Bien sûr, sans Kidal, on ne peut pas parler d’élection. Je crois que le préalable de la tenue des élections, c’est la libération de Kidal. Les élections doivent se faire sur toute l’étendue du territoire malien, de Kayes à Anderboukane, de Tessalit à Kidal… Aujourd’hui, nous osons espérer que dans les jours à venir, le problème de Kidal sera résolu. Nous estimons qu’accepter d’aller à des élections sans Kidal, c’est accepter de facto la partition du Mali. Nous n’allons jamais l’accepter. Je pense que la Communauté internationale ne l’accepterait jamais. Car, la couverture juridique, c’est la Communauté internationale, c’est la résolution 2085 des Nations Unies et la résolution 2100. Ces deux résolutions disent qu’il faut aider le Mali à reconquérir son intégrité territoriale et à organiser des élections transparentes, libres et crédibles. Nous, nous croyons que Kidal fait partie du Mali. Avec les négociations qui sont en cours, si le problème peut être résolu, tant mieux ! Mais, nous disons que nous n’accepterons jamais le chantage du Mnla. Nous n’accepterons pas que le Mnla prenne le Mali en otage. Le Mnla ne représente pas les Touaregs. Les vrais Touaregs sont là, ils n’ont pas pris les armes contre le Mali. Ils sont dans l’administration malienne ; ils sont dans le secteur privé ; ils se battent quotidiennement pour le développement de ce pays. Ceux qui ont pris les armes contre le Mali, ceux qui se sont égarés, doivent comprendre que dans un système démocratique, dans un pays où la décentralisation nous offre tous les moyens légaux pour revendiquer quoi que ce soit, on ne devrait pas prendre des armes contre son pays. En tout cas, négociation, oui, mais pas avec ceux-là qui sont accusés de crimes odieux.

 

Quel message avez-vous pour les militants et sympathisants de votre parti, et pour le peuple malien en général ?

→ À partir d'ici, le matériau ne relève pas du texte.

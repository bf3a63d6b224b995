// SPDX-License-Identifier: BUSL-1.1
// Copyright (c) 2026 Alfred Jean LLC

//! Ingress dispatcher: one delivered message through validate → parse →
//! persist → ack → report → dispatch.

use crate::parser::{MessageParser, ParseError};
use crate::pool::PoolError;
use crate::processor::Processor;
use drover_adapters::{FailureReason, MdsMessage, MdsService, PluginRunner, ReplyBuilder, Responder};
use drover_core::{DocumentState, DocumentType, MessageId, ResultStatus};
use drover_store::Folder;
use tracing::{debug, error, info_span, Instrument};

/// Topic prefix of send-command messages.
pub const SEND_COMMAND_TOPIC_PREFIX: &str = "aws.ssm.sendCommand.";
/// Topic prefix of cancel-command messages.
pub const CANCEL_COMMAND_TOPIC_PREFIX: &str = "aws.ssm.cancelCommand.";

struct ValidMessage<'a> {
    message_id: &'a str,
    topic: &'a str,
}

/// Structural validation. An invalid message is ignored without a fail
/// call; the service redelivers it.
fn validate(msg: &MdsMessage) -> Result<ValidMessage<'_>, ParseError> {
    let message_id = present(&msg.message_id, "MessageId")?;
    let topic = present(&msg.topic, "Topic")?;
    present(&msg.payload, "Payload")?;
    present(&msg.destination, "Destination")?;
    Ok(ValidMessage { message_id, topic })
}

fn present<'a>(field: &'a Option<String>, name: &'static str) -> Result<&'a str, ParseError> {
    field
        .as_deref()
        .filter(|s| !s.is_empty())
        .ok_or(ParseError::MissingField(name))
}

impl<M, R, P, B, D> Processor<M, R, P, B, D>
where
    M: MdsService,
    R: PluginRunner,
    P: MessageParser,
    B: ReplyBuilder,
    D: Responder,
{
    /// Handle one message pulled from MDS. Safe to call concurrently for
    /// distinct message ids.
    pub async fn process_message(&self, msg: &MdsMessage) {
        let valid = match validate(msg) {
            Ok(v) => v,
            Err(e) => {
                error!(error = %e, "message not valid, ignoring");
                return;
            }
        };
        let message_id = MessageId::new(valid.message_id);
        let span = info_span!("message", message_id = %message_id);

        async {
            let parsed = if valid.topic.starts_with(SEND_COMMAND_TOPIC_PREFIX) {
                self.inner
                    .parser
                    .parse_send_command(msg, &self.inner.config.orchestration_root)
            } else if valid.topic.starts_with(CANCEL_COMMAND_TOPIC_PREFIX) {
                self.inner.parser.parse_cancel_command(msg)
            } else {
                Err(ParseError::UnexpectedTopic(valid.topic.to_string()))
            };

            let doc = match parsed {
                Ok(doc) => doc,
                Err(e) => {
                    error!(error = %e, "received message has invalid format");
                    self.fail_message(&message_id, FailureReason::InternalHandlerException)
                        .await;
                    return;
                }
            };

            if let Err(e) = self.store().persist(&doc, Folder::Pending) {
                error!(error = %e, "failed to persist accepted message, leaving it for redelivery");
                return;
            }

            if let Err(e) = self.inner.mds.acknowledge(&message_id).await {
                self.handle_mds_error(e);
                return;
            }
            self.inner.stop_policy.record_success();
            debug!("message acknowledged");

            self.inner
                .responder
                .send_status(&message_id, ResultStatus::InProgress);

            if let Err(e) = self.submit_for_execution(doc).await {
                error!(error = %e, "failed to submit document for execution");
            }
        }
        .instrument(span)
        .await
    }

    /// Move a parsed document to `current` and hand it to the pool matching
    /// its type.
    pub(crate) async fn submit_for_execution(
        &self,
        doc: DocumentState,
    ) -> Result<(), PoolError> {
        let message_id = doc.info.message_id.clone();
        if let Err(e) = self.store().move_state(
            &doc.info.destination,
            &message_id,
            Folder::Pending,
            Folder::Current,
        ) {
            error!(error = %e, message_id = %message_id, "failed to move record to current, skipping document");
            return Ok(());
        }

        match doc.document_type {
            DocumentType::SendCommand => {
                let processor = self.clone();
                self.inner
                    .send_pool
                    .submit(
                        message_id.as_str(),
                        Box::new(move |cancel| {
                            Box::pin(async move { processor.run_send_command(doc, cancel).await })
                        }),
                    )
                    .await
            }
            DocumentType::CancelCommand => {
                let processor = self.clone();
                self.inner
                    .cancel_pool
                    .submit(
                        message_id.as_str(),
                        Box::new(move |_cancel| {
                            Box::pin(async move { processor.run_cancel_command(doc).await })
                        }),
                    )
                    .await
            }
            DocumentType::Association => {
                error!(message_id = %message_id, "unexpected document type, dropping");
                Ok(())
            }
        }
    }
}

Je remercie nos militants et sympathisants pour la mobilisation extraordinaire dont ils ont fait preuve lors du lancement du parti. Je les félicite et les encourage à persévérer autour des idéaux du parti et à être les vecteurs d’implantation de ce parti.

Je lance un vibrant appel à l’ensemble du peuple malien à se donner la main. Les défis auxquels nous sommes confrontés, sont énormes. Et nous sommes un grand peuple ; un peuple qui peut certes rencontrer des difficultés, mais qui a les ressources humaines nécessaires pour les surmonter. Je souhaite des élections transparentes, apaisées et crédibles sur l’ensemble du territoire malien et au terme desquelles, le vainqueur sera félicité par le vaincu. Toute chose qui permettra au Mali de retrouver sa place d’antan dans le concert des grandes Nations de notre planète.